//! Server-side rendering entry points
//!
//! SSR runs handlers through the simulation backend inside a
//! request-scoped [`IsolationContext`](crate::isolation::IsolationContext)
//! and reports plain JSON. Recorded side effects can later be replayed
//! against a live context once the page is hydrated.

use serde::{Deserialize, Serialize};
use std::time::Duration;
use tessera_script::Value;
use tessera_types::{ComponentId, HandlerScope, SideEffect};

use crate::api::{self, Dispatch, Origin, Provider};
use crate::context::Context;
use crate::errors::ErrorKind;
use crate::live::{HandlerRequest, LiveDispatch};
use crate::simulation::{simulate, SimulationOptions};

#[derive(Debug, Clone, PartialEq, Eq, Serialize, Deserialize)]
#[serde(rename_all = "camelCase", default)]
pub struct SsrOptions {
    pub timeout_ms: u64,
    pub collect_side_effects: bool,
    pub handler_type: HandlerScope,
}

impl Default for SsrOptions {
    fn default() -> Self {
        Self {
            timeout_ms: 1000,
            collect_side_effects: true,
            handler_type: HandlerScope::Event,
        }
    }
}

#[derive(Debug, Clone, PartialEq, Serialize)]
#[serde(rename_all = "camelCase")]
pub struct OutcomeError {
    pub kind: ErrorKind,
    pub message: String,
}

#[derive(Debug, Clone, PartialEq, Serialize)]
#[serde(rename_all = "camelCase")]
pub struct SsrOutcome {
    pub value: serde_json::Value,
    pub side_effects: Vec<SideEffect>,
    #[serde(skip_serializing_if = "Option::is_none")]
    pub error: Option<OutcomeError>,
    pub elapsed_ms: u64,
}

/// Run one handler for server-side rendering
pub fn execute_ssr_handler(
    ctx: &Context,
    component: Option<&ComponentId>,
    code: &str,
    event: Value,
    item: Value,
    options: &SsrOptions,
) -> SsrOutcome {
    let mut request = HandlerRequest::new(code)
        .scope(options.handler_type)
        .event(event)
        .item(item);
    request.component = component.cloned();

    let simulation = SimulationOptions {
        timeout: Some(Duration::from_millis(options.timeout_ms)),
        ..SimulationOptions::from_config(&ctx.config().simulation)
    };
    let outcome = simulate(ctx, request, &simulation);

    SsrOutcome {
        value: outcome.value.to_json(),
        side_effects: if options.collect_side_effects {
            outcome.side_effects
        } else {
            Vec::new()
        },
        error: outcome.error.map(|error| OutcomeError {
            kind: error.kind(),
            message: error.to_string(),
        }),
        elapsed_ms: outcome.elapsed.as_millis() as u64,
    }
}

/// One entry of an SSR batch
#[derive(Debug, Clone, PartialEq, Serialize, Deserialize)]
pub struct SsrJob {
    #[serde(default)]
    pub component: Option<ComponentId>,
    pub code: String,
    #[serde(default)]
    pub event: serde_json::Value,
    #[serde(default)]
    pub item: serde_json::Value,
}

/// Run every job; a failing job does not stop the rest
pub fn execute_ssr_batch(ctx: &Context, jobs: &[SsrJob], options: &SsrOptions) -> Vec<SsrOutcome> {
    let outcomes: Vec<SsrOutcome> = jobs
        .iter()
        .map(|job| {
            execute_ssr_handler(
                ctx,
                job.component.as_ref(),
                &job.code,
                Value::from_json(&job.event),
                Value::from_json(&job.item),
                options,
            )
        })
        .collect();
    let failed = outcomes.iter().filter(|o| o.error.is_some()).count();
    tracing::debug!(jobs = jobs.len(), failed, "Finished SSR batch");
    outcomes
}

#[derive(Debug, Clone, Default, PartialEq, Serialize)]
pub struct ReplayReport {
    /// Core mutations applied to the context
    pub applied: usize,
    /// Operations forwarded to the host
    pub forwarded: usize,
    /// Index and message of each effect that could not be replayed
    pub failed: Vec<(usize, String)>,
}

/// Apply recorded side effects to a live context, in order
///
/// Asynchronous host operations are awaited before the next effect runs.
pub async fn replay(ctx: &Context, effects: &[SideEffect]) -> ReplayReport {
    let mut report = ReplayReport::default();
    for (index, effect) in effects.iter().enumerate() {
        let Some(operation) = api::lookup(&effect.kind) else {
            report
                .failed
                .push((index, format!("unknown operation '{}'", effect.kind)));
            continue;
        };
        let origin = Origin::new(effect.component_id.clone(), effect.scope);
        let args = effect.args.iter().map(Value::from_json).collect();

        let result = match LiveDispatch.dispatch(ctx, &origin, operation, args) {
            Ok(Value::Future(promise)) => promise.settle().await.map(|_| ()),
            Ok(_) => Ok(()),
            Err(error) => Err(error.message()),
        };
        match (result, operation.provider) {
            (Ok(()), Provider::Core) => report.applied += 1,
            (Ok(()), Provider::Host) => report.forwarded += 1,
            (Err(message), _) => report.failed.push((index, message)),
        }
    }
    ctx.bus().flush();
    report
}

======

EXERCISE: Give the listing above again, word for word.

ANSWER FOR THE TASK:
//! Server-side rendering entry points
//!
//! SSR runs handlers through the simulation backend inside a
//! request-scoped [`IsolationContext`](crate::isolation::IsolationContext)
//! and reports plain JSON. Recorded side effects can later be replayed
//! against a live context once the page is hydrated.

use serde::{Deserialize, Serialize};
use std::time::Duration;
use tessera_script::Value;
use tessera_types::{ComponentId, HandlerScope, SideEffect};

use crate::api::{self, Dispatch, Origin, Provider};
use crate::context::Context;
use crate::errors::ErrorKind;
use crate::live::{HandlerRequest, LiveDispatch};
use crate::simulation::{simulate, SimulationOptions};

#[derive(Debug, Clone, PartialEq, Eq, Serialize, Deserialize)]
#[serde(rename_all = "camelCase", default)]
pub struct SsrOptions {
    pub timeout_ms: u64,
    pub collect_side_effects: bool,
    pub handler_type: HandlerScope,
}

impl Default for SsrOptions {
    fn default() -> Self {
        Self {
            timeout_ms: 1000,
            collect_side_effects: true,
            handler_type: HandlerScope::Event,
        }
    }
}

#[derive(Debug, Clone, PartialEq, Serialize)]
#[serde(rename_all = "camelCase")]
pub struct OutcomeError {
    pub kind: ErrorKind,
    pub message: String,
}

#[derive(Debug, Clone, PartialEq, Serialize)]
#[serde(rename_all = "camelCase")]
pub struct SsrOutcome {
    pub value: serde_json::Value,
    pub side_effects: Vec<SideEffect>,
    #[serde(skip_serializing_if = "Option::is_none")]
    pub error: Option<OutcomeError>,
    pub elapsed_ms: u64,
}

/// Run one handler for server-side rendering
pub fn execute_ssr_handler(
    ctx: &Context,
    component: Option<&ComponentId>,
    code: &str,
    event: Value,
    item: Value,
    options: &SsrOptions,
) -> SsrOutcome {
    let mut request = HandlerRequest::new(code)
        .scope(options.handler_type)
        .event(event)
        .item(item);
    request.component = component.cloned();

    let simulation = SimulationOptions {
        timeout: Some(Duration::from_millis(options.timeout_ms)),
        ..SimulationOptions::from_config(&ctx.config().simulation)
    };
    let outcome = simulate(ctx, request, &simulation);

    SsrOutcome {
        value: outcome.value.to_json(),
        side_effects: if options.collect_side_effects {
            outcome.side_effects
        } else {
            Vec::new()
        },
        error: outcome.error.map(|error| OutcomeError {
            kind: error.kind(),
            message: error.to_string(),
        }),
        elapsed_ms: outcome.elapsed.as_millis() as u64,
    }
}

/// One entry of an SSR batch
#[derive(Debug, Clone, PartialEq, Serialize, Deserialize)]
pub struct SsrJob {
    #[serde(default)]
    pub component: Option<ComponentId>,
    pub code: String,
    #[serde(default)]
    pub event: serde_json::Value,
    #[serde(default)]
    pub item: serde_json::Value,
}

/// Run every job; a failing job does not stop the rest
pub fn execute_ssr_batch(ctx: &Context, jobs: &[SsrJob], options: &SsrOptions) -> Vec<SsrOutcome> {
    let outcomes: Vec<SsrOutcome> = jobs
        .iter()
        .map(|job| {
            execute_ssr_handler(
                ctx,
                job.component.as_ref(),
                &job.code,
                Value::from_json(&job.event),
                Value::from_json(&job.item),
                options,
            )
        })
        .collect();
    let failed = outcomes.iter().filter(|o| o.error.is_some()).count();
    tracing::debug!(jobs = jobs.len(), failed, "Finished SSR batch");
    outcomes
}

#[derive(Debug, Clone, Default, PartialEq, Serialize)]
pub struct ReplayReport {
    /// Core mutations applied to the context
    pub applied: usize,
    /// Operations forwarded to the host
    pub forwarded: usize,
    /// Index and message of each effect that could not be replayed
    pub failed: Vec<(usize, String)>,
}

/// Apply recorded side effects to a live context, in order
///
/// Asynchronous host operations are awaited before the next effect runs.
pub async fn replay(ctx: &Context, effects: &[SideEffect]) -> ReplayReport {
    let mut report = ReplayReport::default();
    for (index, effect) in effects.iter().enumerate() {
        let Some(operation) = api::lookup(&effect.kind) else {
            report
                .failed
                .push((index, format!("unknown operation '{}'", effect.kind)));
            continue;
        };
        let origin = Origin::new(effect.component_id.clone(), effect.scope);
        let args = effect.args.iter().map(Value::from_json).collect();

        let result = match LiveDispatch.dispatch(ctx, &origin, operation, args) {
            Ok(Value::Future(promise)) => promise.settle().await.map(|_| ()),
            Ok(_) => Ok(()),
            Err(error) => Err(error.message()),
        };
        match (result, operation.provider) {
            (Ok(()), Provider::Core) => report.applied += 1,
            (Ok(()), Provider::Host) => report.forwarded += 1,
            (Err(message), _) => report.failed.push((index, message)),
        }
    }
    ctx.bus().flush();
    report
}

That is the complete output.